Şiir ile ilgili bölümün ardından Brecht’e ve sonra günümüze
damgasını vuran önemli olaylara sıra geliyor. Bizim Sadık bu bölümde “Charlie
Hebdo’nun çizer ve yazarlarını eleştirel aklından dolayı katleden silahla,
sözde felsefe, bilim ve edebiyatla aklı ortadan kaldıran postmodernizmin
bağını,” göstermekle en önemli işi yapıyor. “Araçlar ve silahlar farklı,
aydınlanma ve insan aklına düşmanlık ortak,” (s: 239) diyerek safını/ safımızı
en kesin dille söylüyor. Kitabın en önemli işlevlerinden biri de bu bakışın
tarihe not olarak düşülmüş olmasıdır.
Bizim Sadık’ın safı meta üreten düzene karşıdır. İnsanı “iş
hayvanına” indirgemeye karşı duran bir edebiyattır gerçekçi edebiyat… Biliriz
ki: “Toplumsal gerçek, böyle gördüğünü belgeler; emperyalizm ve tekeliyet
çağında bütün dünyada, insanı, ‘iş hayvanına’ indirgemek için kanlı savaşlar,
akıl bitirici medyalar, aç düşürücü kıtlıklar tezgâhlanır.” (s: 259) İş
hayvanına ölümü reva gören bu sistemin iş kazalarına ambulans yerine imam
göndermesini gözlemliyor, bunu edebiyat birikimlerinden bilgece süzüp eliyor.

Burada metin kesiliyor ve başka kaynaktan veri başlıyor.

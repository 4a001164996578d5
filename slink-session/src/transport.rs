//! WebSocket transport adapter
//!
//! Owns one bidirectional byte-framed connection and nothing else: no framing
//! knowledge beyond binary messages, no session state. Lifecycle and inbound
//! frames are delivered through the event channel returned by `connect`;
//! errors on that channel are advisory, `Closed` is the authoritative end of
//! a connection.

use async_trait::async_trait;
use futures_util::{SinkExt, StreamExt};
use slink_core::{Error, Result};
use tokio::net::TcpStream;
use tokio::sync::mpsc;
use tokio::task::JoinHandle;
use tokio_tungstenite::{connect_async, tungstenite::Message, MaybeTlsStream, WebSocketStream};

/// Events a live connection emits
#[derive(Debug, Clone, PartialEq, Eq)]
pub enum TransportEvent {
    /// One inbound binary frame
    Frame(Vec<u8>),
    /// Advisory failure; the connection may still close separately
    Error(String),
    /// The connection is gone; always the final event
    Closed,
}

/// One bidirectional byte-framed connection
///
/// Implementations own at most one live connection. `connect` tears down any
/// prior connection first; `disconnect` is idempotent.
#[async_trait]
pub trait Transport: Send + 'static {
    /// Open a connection; a successful return is the open signal
    async fn connect(&mut self, url: &str) -> Result<mpsc::Receiver<TransportEvent>>;

    /// Transmit one binary frame; `NotConnected` when no connection is open
    async fn send(&mut self, bytes: Vec<u8>) -> Result<()>;

    /// Close the connection and discard the handle
    async fn disconnect(&mut self);
}

type WsSink = futures_util::stream::SplitSink<
    WebSocketStream<MaybeTlsStream<TcpStream>>,
    Message,
>;

/// Transport over `tokio-tungstenite`
///
/// A reader task forwards inbound binary frames into the event channel; text
/// and control frames are ignored. The task ends with a final `Closed` event
/// whether the peer closed cleanly or the stream errored.
pub struct WsTransport {
    sink: Option<WsSink>,
    reader: Option<JoinHandle<()>>,
}

impl WsTransport {
    pub fn new() -> Self {
        Self {
            sink: None,
            reader: None,
        }
    }
}

impl Default for WsTransport {
    fn default() -> Self {
        Self::new()
    }
}

#[async_trait]
impl Transport for WsTransport {
    async fn connect(&mut self, url: &str) -> Result<mpsc::Receiver<TransportEvent>> {
        self.disconnect().await;

        tracing::debug!(url, "opening connection");
        let (ws_stream, _) = connect_async(url)
            .await
            .map_err(|e| Error::Transport(e.to_string()))?;

        let (sink, mut stream) = ws_stream.split();
        let (tx, rx) = mpsc::channel(64);

        let reader = tokio::spawn(async move {
            while let Some(message) = stream.next().await {
                match message {
                    Ok(Message::Binary(bytes)) => {
                        if tx.send(TransportEvent::Frame(bytes.to_vec())).await.is_err() {
                            // Consumer detached; stop reading.
                            return;
                        }
                    }
                    Ok(Message::Close(_)) => break,
                    Ok(_) => {}
                    Err(e) => {
                        let _ = tx.send(TransportEvent::Error(e.to_string())).await;
                        break;
                    }
                }
            }
            let _ = tx.send(TransportEvent::Closed).await;
        });

        self.sink = Some(sink);
        self.reader = Some(reader);
        Ok(rx)
    }

    async fn send(&mut self, bytes: Vec<u8>) -> Result<()> {
        match self.sink.as_mut() {
            Some(sink) => sink
                .send(Message::Binary(bytes.into()))
                .await
                .map_err(|e| Error::Transport(e.to_string())),
            None => Err(Error::NotConnected),
        }
    }

    async fn disconnect(&mut self) {
        if let Some(reader) = self.reader.take() {
            reader.abort();
        }
        if let Some(mut sink) = self.sink.take() {
            let _ = sink.close().await;
        }
    }
}

#[cfg(test)]
mod tests {
    use super::*;

    #[tokio::test]
    async fn test_send_without_connection_fails() {
        let mut transport = WsTransport::new();
        let result = transport.send(vec![1, 2, 3]).await;
        assert!(matches!(result, Err(Error::NotConnected)));
    }

    #[tokio::test]
    async fn test_disconnect_is_idempotent() {
        let mut transport = WsTransport::new();
        transport.disconnect().await;
        transport.disconnect().await;
    }

    #[tokio::test]
    async fn test_connect_refused() {
        let mut transport = WsTransport::new();
        // Port 1 is never listening.
        let result = transport.connect("ws://127.0.0.1:1/ws/").await;
        assert!(matches!(result, Err(Error::Transport(_))));
    }
}
impl<T: Transport> Session<T> {
    fn new(transport: T, ids: RequestIdAllocator, events: mpsc::Sender<SessionEvent>) -> Self {
        Self {
            transport,
            ids,
            events,
            pending_events: VecDeque::new(),
            config: None,
            status: SessionStatus::Disconnected,
            session_id: None,
            client_session_id: uuid::Uuid::new_v4().to_string(),
            create_request_id: None,
            reconnect_attempts_left: 0,
            reconnect_at: None,
            keepalive_deadline: None,
            keepalive_failures: 0,
            last_received_at: Instant::now(),
            last_keepalive_sent_at: None,
            transport_events: None,
        }
    }

    async fn run(mut self, mut commands: mpsc::Receiver<SessionCommand>) {
        loop {
            if !self.flush_events().await {
                return;
            }

            let deadline = self.reconnect_at.or(self.keepalive_deadline);
            let mut transport_rx = self.transport_events.take();

            let arm = {
                let transport = async {
                    match transport_rx.as_mut() {
                        Some(rx) => rx.recv().await,
                        None => std::future::pending().await,
                    }
                };
                let timer = async {
                    match deadline {
                        Some(at) => tokio::time::sleep_until(at).await,
                        None => std::future::pending().await,
                    }
                };
                tokio::select! {
                    command = commands.recv() => Arm::Command(command),
                    event = transport => Arm::Transport(event),
                    _ = timer => Arm::Timer,
                }
            };
            self.transport_events = transport_rx;

            match arm {
                Arm::Command(Some(SessionCommand::Connect(config))) => self.begin(config).await,
                Arm::Command(Some(SessionCommand::Disconnect)) => self.disconnect().await,
                Arm::Command(Some(SessionCommand::Send(bytes))) => self.send_bytes(bytes).await,
                Arm::Command(None) => {
                    // Owner went away: orderly teardown, then stop.
                    self.disconnect().await;
                    self.flush_events().await;
                    return;
                }
                Arm::Transport(Some(TransportEvent::Frame(bytes))) => self.on_frame(bytes).await,
                Arm::Transport(Some(TransportEvent::Error(message))) => {
                    // Advisory only; the authoritative signal is Closed.
                    tracing::warn!(error = %message, "transport error");
                }
                Arm::Transport(Some(TransportEvent::Closed)) | Arm::Transport(None) => {
                    self.transport_events = None;
                    self.connection_lost().await;
                }
                Arm::Timer => self.on_timer().await,
            }
        }
    }

    /// Deliver queued events; false when the consumer is gone
    async fn flush_events(&mut self) -> bool {
        while let Some(event) = self.pending_events.pop_front() {
            if self.events.send(event).await.is_err() {
                return false;
            }
        }
        true
    }

    fn set_status(&mut self, status: SessionStatus) {
        if self.status == status {
            return;
        }
        tracing::debug!(from = %self.status, to = %status, "session status changed");
        self.status = status;
        self.pending_events.push_back(SessionEvent::Status {
            status,
            session_id: self.session_id.clone(),
            reconnect_attempts_left: self.reconnect_attempts_left,
        });
    }

    async fn begin(&mut self, config: SessionConfig) {
        if self.status != SessionStatus::Disconnected {
            tracing::warn!(status = %self.status, "ignoring connect while session is active");
            return;
        }
        self.reconnect_attempts_left = config.max_reconnect_attempts;
        self.config = Some(config);
        // The initial attempt does not draw on the reconnect budget.
        self.start_attempt().await;
    }

    async fn start_attempt(&mut self) {
        let Some(config) = self.config.clone() else {
            return;
        };
        self.set_status(SessionStatus::Connecting);
        tracing::info!(
            url = %config.url,
            attempts_left = self.reconnect_attempts_left,
            "connecting"
        );
        match self.transport.connect(&config.url).await {
            Ok(rx) => {
                self.transport_events = Some(rx);
                self.last_received_at = Instant::now();
                self.begin_session_init().await;
            }
            Err(e) => {
                tracing::warn!(error = %e, "connection attempt failed");
                self.connection_lost().await;
            }
        }
    }

    async fn begin_session_init(&mut self) {
        self.set_status(SessionStatus::SessionInit);
        let request_id = self.ids.next();
        self.create_request_id = Some(request_id);
        let frame = Frame::request(
            None,
            request_id,
            ops::SESSION_CREATE,
            json!({ "client_session_id": self.client_session_id }),
        );
        if let Err(e) = self.send_frame(&frame).await {
            tracing::warn!(error = %e, "failed to send session create");
            self.connection_lost().await;
        }
    }

    async fn send_frame(&mut self, frame: &Frame) -> Result<()> {
        let bytes = codec::encode(frame)?;
        self.transport.send(bytes).await
    }

    async fn send_bytes(&mut self, bytes: Vec<u8>) {
        if self.status != SessionStatus::Connected {
            tracing::warn!(status = %self.status, "dropping outbound frame while not connected");
            return;
        }
        if let Err(e) = self.transport.send(bytes).await {
            // The close event will follow through the transport channel.
            tracing::warn!(error = %e, "send failed");
        }
    }

    async fn on_frame(&mut self, bytes: Vec<u8>) {
        self.last_received_at = Instant::now();
        let frame = match codec::decode(&bytes) {
            Ok(frame) => frame,
            Err(e) => {
                tracing::warn!(error = %e, "dropping malformed frame");
                return;
            }
        };

        match frame.kind {
            FrameKind::Reply(ref reply) if ops::is_session_op(&reply.op) => {
                let reply = reply.clone();
                self.on_session_reply(frame.session_id, reply).await;
            }
            _ => {
                if let Some(current) = &self.session_id {
                    if frame.session_id.as_ref() != Some(current) {
                        tracing::warn!(
                            frame_session = ?frame.session_id,
                            current_session = %current,
                            error = %Error::SessionMismatch,
                            "dropping frame for stale session"
                        );
                        return;
                    }
                }
                self.pending_events.push_back(SessionEvent::Inbound(frame));
            }
        }
    }

    async fn on_session_reply(&mut self, frame_session_id: Option<SessionId>, reply: ReplyFrame) {
        match reply.op.as_str() {
            ops::SESSION_CREATE => self.on_session_create_reply(reply).await,
            ops::SESSION_KEEPALIVE => self.on_keepalive_reply(frame_session_id, reply),
            ops::SESSION_DESTROY => {
                tracing::debug!("session destroy acknowledged");
            }
            _ => unreachable!("non-session op routed to session handler"),
        }
    }

    async fn on_session_create_reply(&mut self, reply: ReplyFrame) {
        if self.create_request_id != Some(reply.request_id) {
            tracing::warn!(request_id = %reply.request_id, "unexpected session create reply");
            return;
        }
        self.create_request_id = None;

        if !reply.status.is_success() {
            tracing::warn!(code = %reply.status.code, "session create rejected");
            self.connection_lost().await;
            return;
        }

        let Some(body) = codec::body_as::<SessionCreateReplyBody>(&reply.body) else {
            tracing::warn!("malformed session create reply body");
            self.connection_lost().await;
            return;
        };

        let Some(config) = self.config.clone() else {
            return;
        };
        self.session_id = Some(body.session_id);
        self.reconnect_attempts_left = config.max_reconnect_attempts;
        self.keepalive_failures = 0;
        self.last_keepalive_sent_at = None;
        self.keepalive_deadline = Some(Instant::now() + config.keepalive_interval());
        self.set_status(SessionStatus::Connected);
        tracing::info!(session_id = ?self.session_id, "session established");
    }

    fn on_keepalive_reply(&mut self, frame_session_id: Option<SessionId>, _reply: ReplyFrame) {
        if frame_session_id != self.session_id {
            // A reply for some other session is not evidence of liveness.
            tracing::warn!(
                frame_session = ?frame_session_id,
                current_session = ?self.session_id,
                "ignoring keepalive reply for stale session"
            );
            return;
        }
        self.keepalive_failures = 0;
        if let Some(config) = &self.config {
            self.reconnect_attempts_left = config.max_reconnect_attempts;
        }
    }

    async fn on_timer(&mut self) {
        if self.reconnect_at.take().is_some() {
            self.begin_reconnect_attempt().await;
        } else if self.keepalive_deadline.take().is_some() {
            self.keepalive_tick().await;
        }
    }

    async fn begin_reconnect_attempt(&mut self) {
        self.reconnect_attempts_left = self.reconnect_attempts_left.saturating_sub(1);
        self.start_attempt().await;
    }

    async fn keepalive_tick(&mut self) {
        let Some(config) = self.config.clone() else {
            return;
        };
        if self.status != SessionStatus::Connected {
            return;
        }

        let now = Instant::now();
        let interval = config.keepalive_interval();
        let silent = now.duration_since(self.last_received_at) >= interval;
        let spaced = self
            .last_keepalive_sent_at
            .is_none_or(|at| now.duration_since(at) >= interval);

        if silent && spaced {
            self.send_keepalive().await;
            if self.keepalive_failures >= config.max_keepalive_failures {
                self.keepalive_exhausted().await;
                return;
            }
        }
        self.keepalive_deadline = Some(Instant::now() + interval);
    }

    async fn send_keepalive(&mut self) {
        let request_id = self.ids.next();
        let frame = Frame::request(
            self.session_id.clone(),
            request_id,
            ops::SESSION_KEEPALIVE,
            Value::Null,
        );
        self.last_keepalive_sent_at = Some(Instant::now());
        self.keepalive_failures += 1;
        tracing::debug!(
            outstanding = self.keepalive_failures,
            "sending keepalive probe"
        );
        if let Err(e) = self.send_frame(&frame).await {
            tracing::warn!(error = %e, "keepalive send failed");
        }
    }

    async fn keepalive_exhausted(&mut self) {
        tracing::warn!(
            failures = self.keepalive_failures,
            "keepalive failures exceeded threshold, recycling connection"
        );
        self.set_status(SessionStatus::KeepaliveFailed);
        self.drop_connection().await;
        // A stale socket is not exhausted policy: restore the full budget
        // and reconnect without backoff.
        if let Some(config) = &self.config {
            self.reconnect_attempts_left = config.max_reconnect_attempts;
        }
        self.begin_reconnect_attempt().await;
    }

    async fn connection_lost(&mut self) {
        if self.status == SessionStatus::Disconnected {
            return;
        }
        self.drop_connection().await;
        let Some(config) = self.config.clone() else {
            self.set_status(SessionStatus::Disconnected);
            return;
        };
        if self.reconnect_attempts_left > 0 {
            self.set_status(SessionStatus::Connecting);
            self.arm_reconnect(config.reconnect_interval());
        } else {
            tracing::info!("reconnect budget exhausted");
            self.set_status(SessionStatus::Disconnected);
        }
    }

    fn arm_reconnect(&mut self, interval: std::time::Duration) {
        if self.reconnect_at.is_none() {
            self.reconnect_at = Some(Instant::now() + interval);
        }
    }

    /// Clear all per-connection state; no status change
    async fn drop_connection(&mut self) {
        self.transport.disconnect().await;
        self.transport_events = None;
        self.session_id = None;
        self.create_request_id = None;
        self.reconnect_at = None;
        self.keepalive_deadline = None;
        self.keepalive_failures = 0;
        self.last_keepalive_sent_at = None;
    }

    async fn disconnect(&mut self) {
        if self.status == SessionStatus::Connected {
            // Best-effort teardown; the reply is not awaited.
            let request_id = self.ids.next();
            let frame = Frame::request(
                self.session_id.clone(),
                request_id,
                ops::SESSION_DESTROY,
                Value::Null,
            );
            if let Err(e) = self.send_frame(&frame).await {
                tracing::debug!(error = %e, "session destroy not delivered");
            }
        }
        self.drop_connection().await;
        self.config = None;
        self.set_status(SessionStatus::Disconnected);
    }
}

Sabahattin Ali’nin sarayın sonunu haber veren “Sırça Köşk” eseriyle birleştiriyor, ölmeden mezara
konanların bir gün mutlaka hak ettikleri cevabı alacaklarına olan inancını
kitap boyunca bize duyumsatıyor.
Gerçekçi edebiyat savaşımı, kalkışması kitabın son iki
bölümünde ete kemiğe bürünmüş: Benim de kınama imzacıları arasında olduğum,
Orhan Pamuk eleştirisi sırasında Bizim Sadık’ın saldırıya uğraması olayını
etraflıca işlemiş… Son bölüm edebiyatın köşe tutucularına karşı duruşun
savaşımını tarihe not düştüğü bölümdür: TYS seçimleri sürecinde verilen
mücadele…
Benden söylemesi, bu kitabı okurken yanı başınızda kitap ve
yazar isimlerini not edeceğiniz bir kalem kâğıt olmalı… Kitap bitince elinizde kitaplığınıza
katacağınız yeni kitaplar listeniz olacak.